Activity:
For the listing below, show each line that includes the string "RemoveDirFailed".
::::::
//! Traversal engine.
//!
//! The [`Organizer`] performs one full pass over a source tree: each
//! level is listed, files are classified and dispatched first, then
//! (optionally) the subdirectories themselves as whole items, then the
//! SkipRecurse suppression set accumulated at this level is drained
//! against the descent candidates and cleared. After the walk an
//! optional cleanup removes empty directories, either for real or as a
//! dry-run prediction against the virtual tree.

use crate::mover::{Mover, MoveRecord, RealMover, SimulatedMover};
use crate::output::OutputFormatter;
use crate::paths::{self, PathEntity};
use crate::rules::{Classification, Destination, RuleError, RuleSet};
use crate::vtree::{TreeError, VirtualTree};
use std::collections::BTreeSet;
use std::fs;
use std::path::{Path, PathBuf};

/// Errors that abort an organize run.
#[derive(Debug)]
pub enum OrganizeError {
    /// The source directory does not exist or is not a directory.
    InvalidSourceDir { path: PathBuf },
    /// A directory could not be created.
    DirectoryCreationFailed {
        path: PathBuf,
        source: std::io::Error,
    },
    /// A directory listing failed during traversal.
    ReadDirFailed {
        path: PathBuf,
        source: std::io::Error,
    },
    /// A filesystem move failed.
    MoveFailed {
        source: PathBuf,
        destination: PathBuf,
        source_error: std::io::Error,
    },
    /// Removing an empty directory failed during cleanup.
    RemoveDirFailed {
        path: PathBuf,
        source: std::io::Error,
    },
    /// An entry with neither a name nor an extension was encountered.
    NamelessEntry { path: String },
    /// A rule configuration error surfaced during classification.
    Rule(RuleError),
    /// The virtual tree was used inconsistently during a dry run.
    Structural(TreeError),
}

impl std::fmt::Display for OrganizeError {
    fn fmt(&self, f: &mut std::fmt::Formatter<'_>) -> std::fmt::Result {
        match self {
            Self::InvalidSourceDir { path } => {
                write!(
                    f,
                    "Directory to organize does not exist or is a file: {}",
                    path.display()
                )
            }
            Self::DirectoryCreationFailed { path, source } => {
                write!(f, "Failed to create directory {}: {}", path.display(), source)
            }
            Self::ReadDirFailed { path, source } => {
                write!(f, "Failed to list directory {}: {}", path.display(), source)
            }
            Self::MoveFailed {
                source,
                destination,
                source_error,
            } => {
                write!(
                    f,
                    "Failed to move {} to {}: {}",
                    source.display(),
                    destination.display(),
                    source_error
                )
            }
            Self::RemoveDirFailed { path, source } => {
                write!(
                    f,
                    "Failed to remove empty directory {}: {}",
                    path.display(),
                    source
                )
            }
            Self::NamelessEntry { path } => {
                write!(f, "Entry has neither a name nor an extension: '{}'", path)
            }
            Self::Rule(e) => write!(f, "{}", e),
            Self::Structural(e) => write!(f, "{}", e),
        }
    }
}

impl std::error::Error for OrganizeError {}

impl From<RuleError> for OrganizeError {
    fn from(e: RuleError) -> Self {
        Self::Rule(e)
    }
}

impl From<TreeError> for OrganizeError {
    fn from(e: TreeError) -> Self {
        Self::Structural(e)
    }
}

/// Result type for organize operations.
pub type OrganizeResult<T> = Result<T, OrganizeError>;

/// Recognized traversal options.
#[derive(Debug, Clone, Default)]
pub struct Options {
    /// Descend into subdirectories.
    pub recurse: bool,
    /// Also classify directory entities, not only files.
    pub process_dirs: bool,
    /// Remove (or, in dry-run mode, predict) empty directories after
    /// sorting.
    pub remove_empty: bool,
    /// Simulate instead of mutate.
    pub dry_run: bool,
    /// Destination root for relative destinations; defaults to the
    /// source root.
    pub destination: Option<PathBuf>,
    /// Canonical relative paths (no trailing slash) excluded from the
    /// candidate set up front, so the organizer never re-sorts its own
    /// output areas, e.g. the unhandled-report file.
    pub skip_paths: BTreeSet<String>,
}

/// What one organize run produced.
#[derive(Debug)]
pub struct OrganizeReport {
    /// Paths for which no rule applied, in sorted order.
    pub unhandled: BTreeSet<String>,
    /// Moves performed (or simulated), in execution order.
    pub moves: Vec<MoveRecord>,
    /// Directories the cleanup pass would delete, sorted. Only filled by
    /// a dry run with `remove_empty` set.
    pub predicted_empty: Vec<String>,
}

/// Walks a source tree, classifies every item and dispatches the
/// resolved destinations to a mover.
///
/// One instance serves exactly one [`Organizer::organize`] call and owns
/// its virtual tree and move log for that duration; results come back in
/// the returned [`OrganizeReport`].
pub struct Organizer {
    source_root: PathBuf,
    dest_root: PathBuf,
    rules: RuleSet,
    options: Options,
    unhandled: BTreeSet<String>,
    no_recurse: BTreeSet<String>,
    mover: Mover,
}

impl Organizer {
    /// Prepares a run over `source`.
    ///
    /// The destination root is created (with a warning) when missing,
    /// except in dry-run mode where the filesystem is never touched. In
    /// dry-run mode the virtual tree is built here with a single scan of
    /// the source root.
    pub fn new(source: &Path, rules: RuleSet, options: Options) -> OrganizeResult<Self> {
        if !source.is_dir() {
            return Err(OrganizeError::InvalidSourceDir {
                path: source.to_path_buf(),
            });
        }
        let source_root = fs::canonicalize(source).map_err(|e| OrganizeError::ReadDirFailed {
            path: source.to_path_buf(),
            source: e,
        })?;

        let dest_root = match &options.destination {
            None => source_root.clone(),
            Some(dest) => {
                if !dest.is_dir() {
                    OutputFormatter::warning(&format!(
                        "Destination directory does not exist{}: {}",
                        if options.dry_run { "" } else { ", creating" },
                        dest.display()
                    ));
                    if !options.dry_run {
                        fs::create_dir_all(dest).map_err(|e| {
                            OrganizeError::DirectoryCreationFailed {
                                path: dest.to_path_buf(),
                                source: e,
                            }
                        })?;
                    }
                }
                if dest.is_dir() {
                    fs::canonicalize(dest).map_err(|e| OrganizeError::ReadDirFailed {
                        path: dest.to_path_buf(),
                        source: e,
                    })?
                } else {
                    dest.clone()
                }
            }
        };

        let mover = if options.dry_run {
            let tree = VirtualTree::scan(&source_root)?;
            Mover::Simulated(SimulatedMover::new(source_root.clone(), tree))
        } else {
            Mover::Real(RealMover::new())
        };

        Ok(Self {
            source_root,
            dest_root,
            rules,
            options,
            unhandled: BTreeSet::new(),
            no_recurse: BTreeSet::new(),
            mover,
        })
    }

    /// Performs one full pass over the source root.
    ///
    /// Returns the unhandled set, the move log and (for dry runs with
    /// cleanup enabled) the predicted empty-directory set.
    pub fn organize(mut self) -> OrganizeResult<OrganizeReport> {
        self.walk_level("")?;

        let mut predicted_empty = Vec::new();
        if self.options.remove_empty {
            match &self.mover {
                Mover::Real(_) => {
                    remove_empty_dirs(&self.source_root, true)?;
                }
                Mover::Simulated(sim) => {
                    predicted_empty = sim.tree().collect_empty();
                }
            }
        }

        Ok(OrganizeReport {
            unhandled: self.unhandled,
            moves: self.mover.take_records(),
            predicted_empty,
        })
    }

    /// Processes one directory level: files, then directories as items,
    /// then descent.
    fn walk_level(&mut self, rel_dir: &str) -> OrganizeResult<()> {
        let abs = paths::abs_path(&self.source_root, rel_dir);
        let entries = fs::read_dir(&abs).map_err(|e| OrganizeError::ReadDirFailed {
            path: abs.clone(),
            source: e,
        })?;

        let mut files = Vec::new();
        let mut dirs = Vec::new();
        for entry in entries {
            let entry = entry.map_err(|e| OrganizeError::ReadDirFailed {
                path: abs.clone(),
                source: e,
            })?;
            let file_type = entry.file_type().map_err(|e| OrganizeError::ReadDirFailed {
                path: entry.path(),
                source: e,
            })?;
            let name = entry.file_name().to_string_lossy().into_owned();
            if file_type.is_dir() {
                dirs.push(name);
            } else {
                files.push(name);
            }
        }
        files.sort();
        dirs.sort();

        // protected areas are never candidates
        let skip = &self.options.skip_paths;
        files.retain(|n| !skip.contains(&paths::cjoin(rel_dir, n)));
        dirs.retain(|n| !skip.contains(&paths::cjoin(rel_dir, n)));

        for name in &files {
            self.process(PathEntity::new(paths::cjoin(rel_dir, name)))?;
        }

        let mut moved = BTreeSet::new();
        if self.options.process_dirs {
            for name in &dirs {
                let rel = paths::as_dir(&paths::cjoin(rel_dir, name));
                if self.process(PathEntity::new(rel))? {
                    moved.insert(name.clone());
                }
            }
        }

        // drain the suppression set accumulated at this level; it never
        // outlives the pass
        if !self.no_recurse.is_empty() {
            let suppressed = std::mem::take(&mut self.no_recurse);
            dirs.retain(|n| !suppressed.contains(&paths::cjoin(rel_dir, n)));
        }
        dirs.retain(|n| !moved.contains(n));

        if self.options.recurse {
            for name in &dirs {
                let rel = paths::as_dir(&paths::cjoin(rel_dir, name));
                self.walk_level(&rel)?;
            }
        }
        Ok(())
    }

    /// Classifies one entity and dispatches the result.
    ///
    /// Returns whether the entity was relocated.
    fn process(&mut self, entity: PathEntity) -> OrganizeResult<bool> {
        if entity.name.is_empty() && entity.extension.is_none() {
            return Err(OrganizeError::NamelessEntry {
                path: entity.relative_path,
            });
        }

        match self.rules.classify(&entity)? {
            Classification::Unhandled => {
                self.unhandled.insert(entity.relative_path);
                Ok(false)
            }
            Classification::Skip => Ok(false),
            Classification::SkipRecurse => {
                if entity.is_directory {
                    self.no_recurse.insert(entity.stripped().to_string());
                }
                Ok(false)
            }
            Classification::Move(dest) => self.dispatch(entity, dest),
        }
    }

    /// Resolves a destination, applies the collision and self-sort
    /// policies and hands the move to the configured mover.
    fn dispatch(&mut self, entity: PathEntity, dest: Destination) -> OrganizeResult<bool> {
        let raw = dest.raw();
        let dst_abs = if Path::new(raw).is_absolute() {
            match &dest {
                Destination::Into(dir) => paths::abs_path(Path::new(dir), &entity.name),
                Destination::RenameTo(path) => PathBuf::from(path),
            }
        } else {
            let resolved = match &dest {
                Destination::Into(dir) => paths::cjoin(dir, &entity.name),
                Destination::RenameTo(path) => path.clone(),
            };
            paths::abs_path(&self.dest_root, &resolved)
        };

        let src_abs = paths::abs_path(&self.source_root, &entity.relative_path);

        // a directory may not be moved into itself
        if entity.is_directory && dst_abs.starts_with(&src_abs) {
            OutputFormatter::warning(&format!(
                "destination is inside the source, skipping: {} -> {}",
                entity.relative_path,
                dst_abs.display()
            ));
            return Ok(false);
        }

        if self.mover.destination_taken(&dst_abs) {
            OutputFormatter::info(&format!(
                "destination exists: {} -> {}",
                entity.relative_path,
                dst_abs.display()
            ));
            return Ok(false);
        }

        self.mover.move_item(&entity, &src_abs, &dst_abs)?;
        Ok(true)
    }
}

/// Recursively removes empty directories below `path`, post-order.
///
/// The root itself is never removed.
fn remove_empty_dirs(path: &Path, is_root: bool) -> OrganizeResult<()> {
    let entries = fs::read_dir(path).map_err(|e| OrganizeError::ReadDirFailed {
        path: path.to_path_buf(),
        source: e,
    })?;
    let mut remaining = 0usize;
    for entry in entries {
        let entry = entry.map_err(|e| OrganizeError::ReadDirFailed {
            path: path.to_path_buf(),
            source: e,
        })?;
        let file_type = entry.file_type().map_err(|e| OrganizeError::ReadDirFailed {
            path: entry.path(),
            source: e,
        })?;
        if file_type.is_dir() {
            remove_empty_dirs(&entry.path(), false)?;
            if entry.path().exists() {
                remaining += 1;
            }
        } else {
            remaining += 1;
        }
    }
    if remaining == 0 && !is_root {
        fs::remove_dir(path).map_err(|e| OrganizeError::RemoveDirFailed {
            path: path.to_path_buf(),
            source: e,
        })?;
        OutputFormatter::plain(&format!("rmdir {}", path.display()));
    }
    Ok(())
}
::::::
Response for this exercise:
    RemoveDirFailed {
            Self::RemoveDirFailed { path, source } => {
        fs::remove_dir(path).map_err(|e| OrganizeError::RemoveDirFailed {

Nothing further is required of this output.